December 7, 2023, By Iris Cuppen

With the advent of spatial computing, interfaces are rapidly changing from two-dimensional screens to virtual environments that address all our senses; beyond our eyes, ears, voice and fingertips. It’s time to embrace the physical space as a computational medium.

Towards a more fluid human-computer interaction

Over the past decades, digital technologies have drastically changed the ways we physically interact with computers and the external world. From the introduction of the mouse and virtual windows, to the development of touch screens and voice commands — our bodies got used to dealing with machines, and tools attached to those machines, through the means of an interface: a point where two systems, subjects, or organisations, meet and interact.

The main purpose of the interfaces we design at Bakken & Bæck is to establish a link between humans and computers. Today, these human-computer interactions happen mostly by fingers pressing on keyboards, clicking on mouses, and tapping on screens. Motion sensing input devices like Microsoft’s Azure Kinect, miniature radars like Google’s Soli chip, and hardware sensor devices like Leap Motion, however, promise us more fluid interfaces, redefining the ways we physically control and interact with the virtual spaces around us. In the last twenty years, time processors and sensor technologies that are used to build these virtual spaces have become cheaper, smaller and more reliable, while being embedded in a more established ecosystem of design tools. The spatial computing discipline is here to stay.

Unlike the two-dimensional interfaces of our phones, tablets and personal computers, spatial computing (e.g. human interaction with a computer that is spatially aware) allows us to be physically “present” in virtual environments. Here, we can walk, turn and look around, and use our whole bodies while doing so. The interactions we have in these environments, however, still mostly follow the same User Interface (UI) guidelines and rules that we established for two-dimensional interfaces. The input mode is focused on precise hand movements (clicking, swiping, holding), ignoring the body as a complex system capable of doing so much more (gesturing, grasping, grooving, and so on). It’s time to investigate and integrate new modes of interaction that address our bodies, and the spaces around us, in a more holistic manner.

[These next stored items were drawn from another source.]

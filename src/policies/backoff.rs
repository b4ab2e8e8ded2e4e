//! # Backoff sequence for idle polling.
//!
//! [`BackoffSequence`] hands out progressively larger poll intervals from a fixed
//! list of steps. It is used by [`SerialQueue::await_idle`](crate::SerialQueue::await_idle)
//! while a shutdown is in progress, and by [`CoalescingQueue::wait`](crate::CoalescingQueue::wait)
//! while tracked tasks remain.
//!
//! The cursor advances by one step per call and saturates at the last (largest) step.
//! A sequence is owned by one queue for its whole lifetime and never resets.
//!
//! # Example
//! ```rust
//! use std::time::Duration;
//! use taskserial::BackoffSequence;
//!
//! let mut seq = BackoffSequence::new(vec![
//!     Duration::from_millis(1),
//!     Duration::from_millis(5),
//!     Duration::from_millis(20),
//! ]);
//!
//! assert_eq!(seq.next(), Duration::from_millis(1));
//! assert_eq!(seq.next(), Duration::from_millis(5));
//! assert_eq!(seq.next(), Duration::from_millis(20));
//!
//! // Saturated: stays on the last step.
//! assert_eq!(seq.next(), Duration::from_millis(20));
//! ```

use std::time::Duration;

/// Default poll steps: 1ms, 2ms, 5ms, 10ms, 20ms.
pub(crate) const DEFAULT_STEPS_MS: [u64; 5] = [1, 2, 5, 10, 20];

/// Stateful generator of poll delays.
///
/// Holds an ordered list of delay magnitudes and a cursor:
/// - [`BackoffSequence::next`] returns the delay at the cursor, then advances it;
/// - the cursor never moves past the last step.
#[derive(Clone, Debug)]
pub struct BackoffSequence {
    steps: Vec<Duration>,
    cursor: usize,
}

impl Default for BackoffSequence {
    /// Returns a sequence over the default steps (1ms → 20ms).
    fn default() -> Self {
        Self::new(
            DEFAULT_STEPS_MS
                .iter()
                .map(|ms| Duration::from_millis(*ms))
                .collect(),
        )
    }
}

impl BackoffSequence {
    /// Creates a sequence over `steps`.
    ///
    /// An empty list behaves as a single `Duration::ZERO` step.
    pub fn new(steps: Vec<Duration>) -> Self {
        let steps = if steps.is_empty() {
            vec![Duration::ZERO]
        } else {
            steps
        };
        Self { steps, cursor: 0 }
    }

    /// Returns the delay at the cursor and advances the cursor unless it is
    /// already on the last step.
    #[allow(clippy::should_implement_trait)]
    pub fn next(&mut self) -> Duration {
        let delay = self.peek();
        if self.cursor + 1 < self.steps.len() {
            self.cursor += 1;
        }
        delay
    }

    /// Returns the delay the next call to [`BackoffSequence::next`] would yield.
    #[inline]
    pub fn peek(&self) -> Duration {
        self.steps[self.cursor]
    }

    /// Returns `true` once the cursor sits on the last step.
    #[inline]
    pub fn is_saturated(&self) -> bool {
        self.cursor + 1 == self.steps.len()
    }
}
//! # taskserial
//!
//! **taskserial** is a small library for strictly serialized async work on tokio.
//!
//! A [`SerialQueue`] runs submitted work items one at a time, in the order they
//! were enqueued, on a single consumer loop. A [`CoalescingQueue`] layers a
//! latest-wins policy on top: at most one task runs and at most one waits.
//!
//! ## Architecture
//! ### Overview
//! ```text
//!   callers                          callers
//!      │ run(work)                      │ submit / submit_and_await / shutdown
//!      ▼                                │
//! ┌──────────────────────┐              │
//! │   CoalescingQueue    │              │
//! │ - TaskList (≤1 wait) │              │
//! │ - dispatch loop      │              │
//! └──────────┬───────────┘              │
//!            ▼                          ▼
//! ┌───────────────────────────────────────────────────────────────────┐
//! │  SerialQueue                                                      │
//! │  - state / intake / running handle (one short-held lock)          │
//! │  - PendingCompletions (shutdown callbacks)                        │
//! │  - BackoffSequence (idle polling)                                 │
//! └──────────┬────────────────────────────────────────────────────────┘
//!            ▼ mpsc (FIFO)
//!   ┌──────────────────┐      ┌──────────────┐
//!   │  consumer loop   │ ───► │  TaskRunner  │ ───► work(CancellationToken)
//!   │ (one per queue)  │      └──────────────┘
//!   └────────┬─────────┘
//!            │ publishes
//!            ▼
//! ┌───────────────────────────────────────────────────────────────────┐
//! │                        Bus (broadcast channel)                    │
//! │                 (capacity: QueueConfig::bus_capacity)             │
//! └─────────────────────────────────┬─────────────────────────────────┘
//!                                   ▼
//!                       ┌────────────────────────┐
//!                       │  subscriber_listener   │
//!                       │    (QueueBuilder)      │
//!                       └───────────┬────────────┘
//!                                   ▼
//!                             SubscriberSet
//!                           ┌───────┼───────┐
//!                           ▼       ▼       ▼
//!                        worker1 worker2 workerN
//! ```
//!
//! ### Lifecycle
//! ```text
//! Created ──► Running ──► Stopping ──► Stopped ──► shutdown callbacks fire
//!    └──────────────────────┘
//!  (shutdown before the loop started)
//! ```
//!
//! ## Features
//! | Area              | Description                                                   | Key types / traits                    |
//! |-------------------|---------------------------------------------------------------|---------------------------------------|
//! | **Serial queue**  | Ordered, non-overlapping execution with graceful shutdown.    | [`SerialQueue`], [`QueueState`]       |
//! | **Coalescing**    | Latest-wins scheduling, never more than one waiting task.     | [`CoalescingQueue`], [`WaitOutcome`]  |
//! | **Subscriber API**| Hook into queue lifecycle events.                             | [`Subscribe`], [`Event`]              |
//! | **Policies**      | Idle polling delays and priority hints.                       | [`BackoffSequence`], [`Priority`]     |
//! | **Errors**        | Typed queue errors, work errors passed through verbatim.      | [`QueueError`]                        |
//! | **Configuration** | Centralize queue settings.                                    | [`QueueConfig`], [`QueueBuilder`]     |
//!
//! ## Optional features
//! - `logging`: exports a simple built-in [`LogWriter`] _(demo/reference only)_.
//!
//! ## Example
//! ```rust
//! use std::sync::Arc;
//! use taskserial::{QueueConfig, QueueState, SerialQueue};
//!
//! #[tokio::main(flavor = "current_thread")]
//! async fn main() -> Result<(), taskserial::QueueError> {
//!     // Build subscribers (optional)
//!     #[cfg(feature = "logging")]
//!     let subs: Vec<Arc<dyn taskserial::Subscribe>> = vec![Arc::new(taskserial::LogWriter::default())];
//!     #[cfg(not(feature = "logging"))]
//!     let subs: Vec<Arc<dyn taskserial::Subscribe>> = Vec::new();
//!
//!     let queue = SerialQueue::builder(QueueConfig::default().with_label("db"))
//!         .with_subscribers(subs)
//!         .build();
//!
//!     for i in 0..3 {
//!         queue.submit(move |_ctx| async move { println!("write #{i}") });
//!     }
//!     let rows = queue.submit_and_await(|_ctx| async { 3 }).await?;
//!     assert_eq!(rows, 3);
//!
//!     queue.shutdown_and_await().await;
//!     assert_eq!(queue.state(), QueueState::Stopped);
//!     Ok(())
//! }
//! ```
mod coalescing;
mod config;
mod core;
mod error;
mod events;
mod policies;
mod subscribers;

// ---- Public re-exports ----

pub use coalescing::{CoalescingQueue, WaitOutcome};
pub use config::QueueConfig;
pub use crate::core::{QueueBuilder, QueueState, SerialQueue};
pub use error::QueueError;
pub use events::{Bus, Event, EventKind};
pub use policies::{BackoffSequence, Priority};
pub use subscribers::{Subscribe, SubscriberSet};

// Optional: expose a simple built-in logger subscriber (demo/reference).
// Enable with: `--features logging`
#[cfg(feature = "logging")]
pub use subscribers::LogWriter;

From immersion to interaction

Creating spatial environments by addressing (or deceiving) parts of the body is not a digital invention. From Panoramas to Cineramas to Sensoramas, various pre-digital inventions made use of human perception to create a sense of space — exploring monocular depth cues, such as occlusion, relative size, texture gradient, linear and aerial perspective, but also binocular disparity, stereopsis and, most effectively, motion. The presentation of images changing into three-dimensional figures by rotating them before human eyes, the so-called kinetic depth effect, described the optical illusion of three dimensions and could create a sense of “immersion” — of being in a space — long before digital technologies started to do the same.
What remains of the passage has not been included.